Todd Sand (born October 30, 1963) is an American pair skater. With his wife Jenni Meno, he is the 1998 World silver medalist, a two-time World bronze medalist (1995, 1996), and a three-time U.S. national champion (1994–96). With his previous partner Natasha Kuchiki, he is the 1991 World bronze medalist.

Personal life 
Sand was born in Burbank, California. He has dual American and Danish citizenship, since his father is Danish. He is married to Jenni Meno, with whom he has two sons, Jack, born in 2004, and Matthew Kenneth, born on August 14, 2006.

Early career 
Early in his career, Sand represented Denmark as a single skater. He competed for that country at the World and European Championships in the early 1980s.

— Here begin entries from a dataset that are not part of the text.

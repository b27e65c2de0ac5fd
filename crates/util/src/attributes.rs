//! Declarative attribute layer for the widget configuration.
//!
//! Attributes are a flat JSON object of strings keyed by the host setting
//! names (`bearerToken`, `organizationId`, `dataCenter`, `cadVarId`,
//! `canEdit`). The file lives in the standard configuration directory
//! (`~/.config/advisory/attributes.json` on most platforms) unless a path is
//! given explicitly or through [`ATTRIBUTES_PATH_ENV`].

use std::env;
use std::fs;
use std::path::{Path, PathBuf};

use advisory_types::Attributes;
use dirs_next::config_dir;
use serde_json::Value;
use thiserror::Error;
use tracing::{debug, warn};

use crate::expand_tilde;

/// Environment variable allowing callers to override the attributes file path.
pub const ATTRIBUTES_PATH_ENV: &str = "ADVISORY_ATTRIBUTES_PATH";

/// Default filename for the JSON payload.
pub const ATTRIBUTES_FILE_NAME: &str = "attributes.json";

/// Error surfaced when an explicitly requested attribute file cannot be used.
#[derive(Debug, Error)]
pub enum AttributesError {
    #[error("attributes I/O error for {path}: {source}")]
    Io {
        path: PathBuf,
        #[source]
        source: std::io::Error,
    },
    #[error("attributes file {path} is not valid JSON: {source}")]
    Serialization {
        path: PathBuf,
        #[source]
        source: serde_json::Error,
    },
    #[error("attributes file {path} must contain a JSON object")]
    NotAnObject { path: PathBuf },
}

/// Resolve where attributes are read from: the explicit path, then
/// [`ATTRIBUTES_PATH_ENV`], then the default config directory location.
pub fn attributes_path(explicit: Option<&Path>) -> PathBuf {
    if let Some(path) = explicit {
        return path.to_path_buf();
    }
    if let Ok(path) = env::var(ATTRIBUTES_PATH_ENV) {
        let trimmed = path.trim();
        if !trimmed.is_empty() {
            return expand_tilde(trimmed);
        }
    }

    config_dir()
        .unwrap_or_else(|| PathBuf::from("."))
        .join("advisory")
        .join(ATTRIBUTES_FILE_NAME)
}

/// Load attributes from an explicitly requested file. Any failure is an error.
pub fn load_attributes_file(path: &Path) -> Result<Attributes, AttributesError> {
    let data = fs::read_to_string(path).map_err(|source| AttributesError::Io {
        path: path.to_path_buf(),
        source,
    })?;
    parse_attributes(path, &data)
}

/// Load attributes from the implicit location. A missing file yields an empty
/// layer; an unreadable or malformed one is logged and ignored.
pub fn load_default_attributes() -> Attributes {
    let path = attributes_path(None);
    match fs::read_to_string(&path) {
        Ok(data) => match parse_attributes(&path, &data) {
            Ok(attributes) => attributes,
            Err(error) => {
                warn!(path = %path.display(), %error, "Failed to parse attributes file; ignoring it");
                Attributes::new()
            }
        },
        Err(error) if error.kind() == std::io::ErrorKind::NotFound => {
            debug!(path = %path.display(), "No attributes file found");
            Attributes::new()
        }
        Err(error) => {
            warn!(path = %path.display(), %error, "Failed to read attributes file; ignoring it");
            Attributes::new()
        }
    }
}

/// Attribute values are strings; scalar JSON values are stringified so that
/// `"canEdit": true` behaves like `"canEdit": "true"`. `null` entries are
/// treated as absent.
fn parse_attributes(path: &Path, data: &str) -> Result<Attributes, AttributesError> {
    let value: Value = serde_json::from_str(data).map_err(|source| AttributesError::Serialization {
        path: path.to_path_buf(),
        source,
    })?;
    let Value::Object(entries) = value else {
        return Err(AttributesError::NotAnObject { path: path.to_path_buf() });
    };

    Ok(entries
        .into_iter()
        .filter_map(|(key, value)| match value {
            Value::String(text) => Some((key, text)),
            Value::Bool(flag) => Some((key, flag.to_string())),
            Value::Number(number) => Some((key, number.to_string())),
            Value::Null | Value::Array(_) | Value::Object(_) => None,
        })
        .collect())
}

In 1985, Sand began competing as a pair skater with Lori Blasko, representing the United States. They were the 1985 U.S. national bronze medalists on the junior level.

Career with Kuchiki 
Sand teamed up with Natasha Kuchiki in spring 1989. They won three senior pairs medals at the U.S. Championships, including gold in 1991, and competed at three World Championships, winning a surprising bronze in 1991. They also competed at the 1992 Winter Olympics, where they placed 6th. Kuchiki and Sand announced the end of their partnership in April 1992.

Career with Meno 

Meno and Sand teamed up on the ice in April 1992.  They had immediate success, qualifying for the 1993 World Figure Skating Championships in their first season with a 2nd-place finish at the U.S Nationals, and were the top Americans there placing 5th, qualifying 3 teams for the 1994 Winter Olympics in Lillehammer, Norway. They became U.S Champions in 1994, then placed 5th in arguably the strongest pairs field assembled in history in Lillehammer with 2 clean skates.

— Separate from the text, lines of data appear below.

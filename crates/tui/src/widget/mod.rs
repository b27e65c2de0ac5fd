//! The advisory widget: a pure controller, the async driver that performs its
//! effects, and the view projection renderers consume.

pub mod controller;
pub mod driver;
pub mod view;

pub use controller::{EMPTY_MESSAGE_ERROR, WidgetController, WidgetError};
pub use driver::{POLL_INTERVAL, WidgetDriver};
pub use view::{EditSurface, MetadataField, TITLE, WidgetView};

In 1995 they won their 2nd consecutive U.S title with perhaps their finest performance ever, gaining 6 perfect 6.0s for artistic impression.  They then came from 5th after the short program to win the bronze medal at the 1995 World Figure Skating Championships.  In 1996 they won their 3rd consecutive U.S title, and again climbed from 5th to 3rd, and won their second consecutive World bronze medal.

In 1997, they set themselves up as possible contenders for the World title early in the season, beating both the World gold and World silver medalist Marina Eltsova and Andrei Bushkov, and Mandy Woetzel and Ingo Steuer in fall competitions.   They had also gained the necessary side by side triple toes that had prevented them from a higher finish than 3rd place at the previous 2 World Championships.  They however lost their form and suffered a last place finish at the Champions Series final in Hamilton, Ontario, and lost their U.S title to Kyoko Ina and Jason Dungjen.   With a chance for the World title after major mistakes by the other top teams they suffered another lackluster outing and dropped to 5th at the 1997 World Figure Skating Championships.

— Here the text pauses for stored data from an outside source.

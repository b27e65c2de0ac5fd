//! Remote variable client.
//!
//! This crate talks to the regional variable API on behalf of the widget:
//!
//! - Mapping a region code to its base endpoint ([`endpoint`])
//! - Reading a variable (`GET /organization/{org}/cad-variable/{id}`)
//! - Writing a new default value (`PUT` on the same resource)
//! - Normalizing transport and HTTP failures into [`ApiError`]
//!
//! Both operations are stateless functions of a [`Configuration`] snapshot
//! (plus the new value for writes), so callers never hold session state.
//! The [`VariableApi`] trait is the seam the widget driver depends on;
//! [`VariableClient`] is the `reqwest` implementation.
//!
//! # Example
//!
//! ```ignore
//! use advisory_api::{ClientOptions, VariableApi, VariableClient};
//!
//! let client = VariableClient::new(ClientOptions::default())?;
//! let variable = client.fetch_variable(&config).await?;
//! println!("{}", variable.default_value);
//! ```

use std::env;
use std::time::Duration;

use advisory_types::{ApiError, Configuration, RemoteVariable, VariablePayload, VariableUpdate, normalize_region};
use advisory_util::redact_sensitive;
use anyhow::{Context, Result};
use async_trait::async_trait;
use percent_encoding::{AsciiSet, CONTROLS, utf8_percent_encode};
use reqwest::{Client, Method, RequestBuilder, Response, header};
use serde_json::Value;
use tracing::debug;
use url::Url;

/// Environment variable overriding the regional endpoint (local testing).
pub const BASE_URL_ENV: &str = "ADVISORY_API_BASE";

/// Upper bound for a single request when the host does not choose one.
pub const DEFAULT_REQUEST_TIMEOUT: Duration = Duration::from_secs(20);

/// Allowed base domains for non-local overrides. Subdomains are allowed too.
const ALLOWED_API_DOMAINS: &[&str] = &["cisco.com"];
/// Hostnames allowed for local development regardless of scheme.
const LOCALHOST_DOMAINS: &[&str] = &["localhost", "127.0.0.1"];

/// Characters escaped inside a single path segment.
const PATH_SEGMENT: &AsciiSet = &CONTROLS
    .add(b' ')
    .add(b'"')
    .add(b'#')
    .add(b'%')
    .add(b'/')
    .add(b'<')
    .add(b'>')
    .add(b'?')
    .add(b'`')
    .add(b'{')
    .add(b'}');

/// Base endpoint for a region code.
///
/// The code is lower-cased and substituted as-is; unknown regions are not
/// rejected because the service may add regions at any time. A blank code
/// selects the default region.
///
/// ```rust
/// assert_eq!(advisory_api::endpoint("EU2"), "https://api.wxcc-eu2.cisco.com");
/// assert_eq!(advisory_api::endpoint(""), "https://api.wxcc-us1.cisco.com");
/// ```
pub fn endpoint(region: &str) -> String {
    format!("https://api.wxcc-{}.cisco.com", normalize_region(Some(region)))
}

/// Operations the widget needs from the remote variable service.
#[async_trait]
pub trait VariableApi: Send + Sync {
    /// Read the current variable. Absent payload fields become placeholders.
    async fn fetch_variable(&self, config: &Configuration) -> Result<RemoteVariable, ApiError>;

    /// Replace the variable's default value. The response body is ignored;
    /// callers re-fetch to observe the stored state.
    async fn put_variable(&self, config: &Configuration, new_value: &str) -> Result<(), ApiError>;
}

/// Construction options for [`VariableClient`].
#[derive(Debug, Clone)]
pub struct ClientOptions {
    /// Replaces the regional endpoint when set. Validated on construction.
    pub base_url: Option<String>,
    pub request_timeout: Duration,
}

impl Default for ClientOptions {
    fn default() -> Self {
        Self {
            base_url: None,
            request_timeout: DEFAULT_REQUEST_TIMEOUT,
        }
    }
}

#[derive(Debug, Clone)]
/// Thin wrapper around a configured `reqwest::Client` for the variable API.
pub struct VariableClient {
    http: Client,
    base_override: Option<String>,
    request_timeout: Duration,
    user_agent: String,
}

impl VariableClient {
    pub fn new(options: ClientOptions) -> Result<Self> {
        if let Some(base) = options.base_url.as_deref() {
            validate_base_url(base)?;
        }

        let mut default_headers = header::HeaderMap::new();
        default_headers.insert(header::ACCEPT, header::HeaderValue::from_static("application/json"));

        let http = Client::builder()
            .default_headers(default_headers)
            .timeout(options.request_timeout)
            .build()
            .context("build http client")?;

        Ok(Self {
            http,
            base_override: options.base_url.map(|base| base.trim_end_matches('/').to_string()),
            request_timeout: options.request_timeout,
            user_agent: format!("advisory-widget/{}; {}", env!("CARGO_PKG_VERSION"), env::consts::OS),
        })
    }

    /// Base URL used for `config`: the override when present, otherwise the
    /// regional endpoint.
    pub fn base_url(&self, config: &Configuration) -> String {
        match &self.base_override {
            Some(base) => base.clone(),
            None => endpoint(&config.region),
        }
    }

    /// Full resource URL of the configured variable.
    pub fn variable_url(&self, config: &Configuration) -> String {
        format!(
            "{}/organization/{}/cad-variable/{}",
            self.base_url(config),
            utf8_percent_encode(&config.organization_id, PATH_SEGMENT),
            utf8_percent_encode(&config.variable_id, PATH_SEGMENT),
        )
    }

    fn request(&self, method: Method, config: &Configuration) -> RequestBuilder {
        let url = self.variable_url(config);
        debug!(%method, %url, "building request");

        self.http
            .request(method, url)
            .bearer_auth(&config.credential)
            .header(header::USER_AGENT, &self.user_agent)
    }

    fn transport_error(&self, error: reqwest::Error) -> ApiError {
        if error.is_timeout() {
            ApiError::transport(format!("request timed out after {}s", self.request_timeout.as_secs_f32()))
        } else if error.is_connect() {
            ApiError::transport(format!("connection failed: {error}"))
        } else {
            ApiError::transport(format!("network error: {error}"))
        }
    }
}

#[async_trait]
impl VariableApi for VariableClient {
    async fn fetch_variable(&self, config: &Configuration) -> Result<RemoteVariable, ApiError> {
        ensure_complete(config)?;
        let response = self
            .request(Method::GET, config)
            .send()
            .await
            .map_err(|error| self.transport_error(error))?;
        let response = ensure_success(response).await?;
        let text = response.text().await.map_err(|error| self.transport_error(error))?;

        Ok(decode_payload(&text)?.into_variable(&config.variable_id))
    }

    async fn put_variable(&self, config: &Configuration, new_value: &str) -> Result<(), ApiError> {
        ensure_complete(config)?;
        let body = VariableUpdate {
            default_value: new_value.to_string(),
        };
        let response = self
            .request(Method::PUT, config)
            .json(&body)
            .send()
            .await
            .map_err(|error| self.transport_error(error))?;
        ensure_success(response).await?;
        Ok(())
    }
}

/// An empty body decodes to an empty payload. Anything else must be a JSON
/// object; serde would otherwise accept an array as a positional struct.
fn decode_payload(text: &str) -> Result<VariablePayload, ApiError> {
    if text.trim().is_empty() {
        return Ok(VariablePayload::default());
    }
    let value: Value = serde_json::from_str(text).map_err(|error| ApiError::decode(error.to_string()))?;
    if !value.is_object() {
        return Err(ApiError::decode("expected a JSON object"));
    }
    serde_json::from_value(value).map_err(|error| ApiError::decode(error.to_string()))
}

fn ensure_complete(config: &Configuration) -> Result<(), ApiError> {
    let missing = config.missing_fields();
    if missing.is_empty() { Ok(()) } else { Err(ApiError::configuration(missing)) }
}

async fn ensure_success(response: Response) -> Result<Response, ApiError> {
    let status = response.status();
    if status.is_success() {
        return Ok(response);
    }
    // Error bodies are shown to the operator; some services echo request headers.
    let body = response.text().await.ok().map(|text| redact_sensitive(&text));
    debug!(status = status.as_u16(), body = body.as_deref().unwrap_or_default(), "remote error response");
    Err(ApiError::remote(
        status.as_u16(),
        status.canonical_reason().unwrap_or("Unknown Status"),
        body.as_deref(),
    ))
}

/// Validate that a base URL override is acceptable.
///
/// Rules:
/// - `localhost` or `127.0.0.1`: any scheme is allowed
/// - otherwise: scheme must be HTTPS, and the host must be one of the allowed
///   API domains or a subdomain thereof
pub fn validate_base_url(base: &str) -> Result<(), ApiError> {
    let invalid = |reason: String| ApiError::InvalidBaseUrl {
        url: base.to_string(),
        reason,
    };

    let parsed = Url::parse(base).map_err(|error| invalid(error.to_string()))?;
    let host_name = parsed.host_str().ok_or_else(|| invalid("missing host".into()))?;

    if LOCALHOST_DOMAINS
        .iter()
        .any(|&allowed| host_name.eq_ignore_ascii_case(allowed))
    {
        return Ok(());
    }

    if parsed.scheme() != "https" {
        return Err(invalid(format!(
            "must use https for non-localhost hosts; got '{}://'",
            parsed.scheme()
        )));
    }

    let is_allowed_domain = ALLOWED_API_DOMAINS.iter().any(|&allowed_domain| {
        host_name.eq_ignore_ascii_case(allowed_domain) || host_name.ends_with(&format!(".{allowed_domain}"))
    });
    if !is_allowed_domain {
        return Err(invalid(format!(
            "host '{host_name}' is not allowed; must be one of {ALLOWED_API_DOMAINS:?} or a subdomain, or localhost"
        )));
    }

    Ok(())
}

They missed much of the 1997-1998 competitive season with injury, and had to withdraw from the U.S Championships after the short program, but on their past record were named to the team for the  in Nagano, Japan.   After a dismal performance in Nagano in finishing 8th, they ended their career on a high on home ice in Minneapolis at the 1998 World Figure Skating Championships, winning the short program, and taking the silver medal, their highest finish ever at Worlds.   Following their retirement from competitive skating, they skated professionally in the Stars on Ice tour for six seasons.

Post Skating Career 

Sand appeared in the ITV series Dancing on Ice with double Olympic gold medallist Kelly Holmes. They were eliminated in quarterfinal (Week 6) after the judges' votes to save Bonnie Langford and her partner Matt Evers.

Sand works as a coach with his wife. They previously coached John Baldwin / Rena Inoue, Mary Beth Marley / Rockne Brubaker, and Jessica Calalang / Zack Sidhu. Currently, they coach Alexa Scimeca Knierim / Brandon Frazier.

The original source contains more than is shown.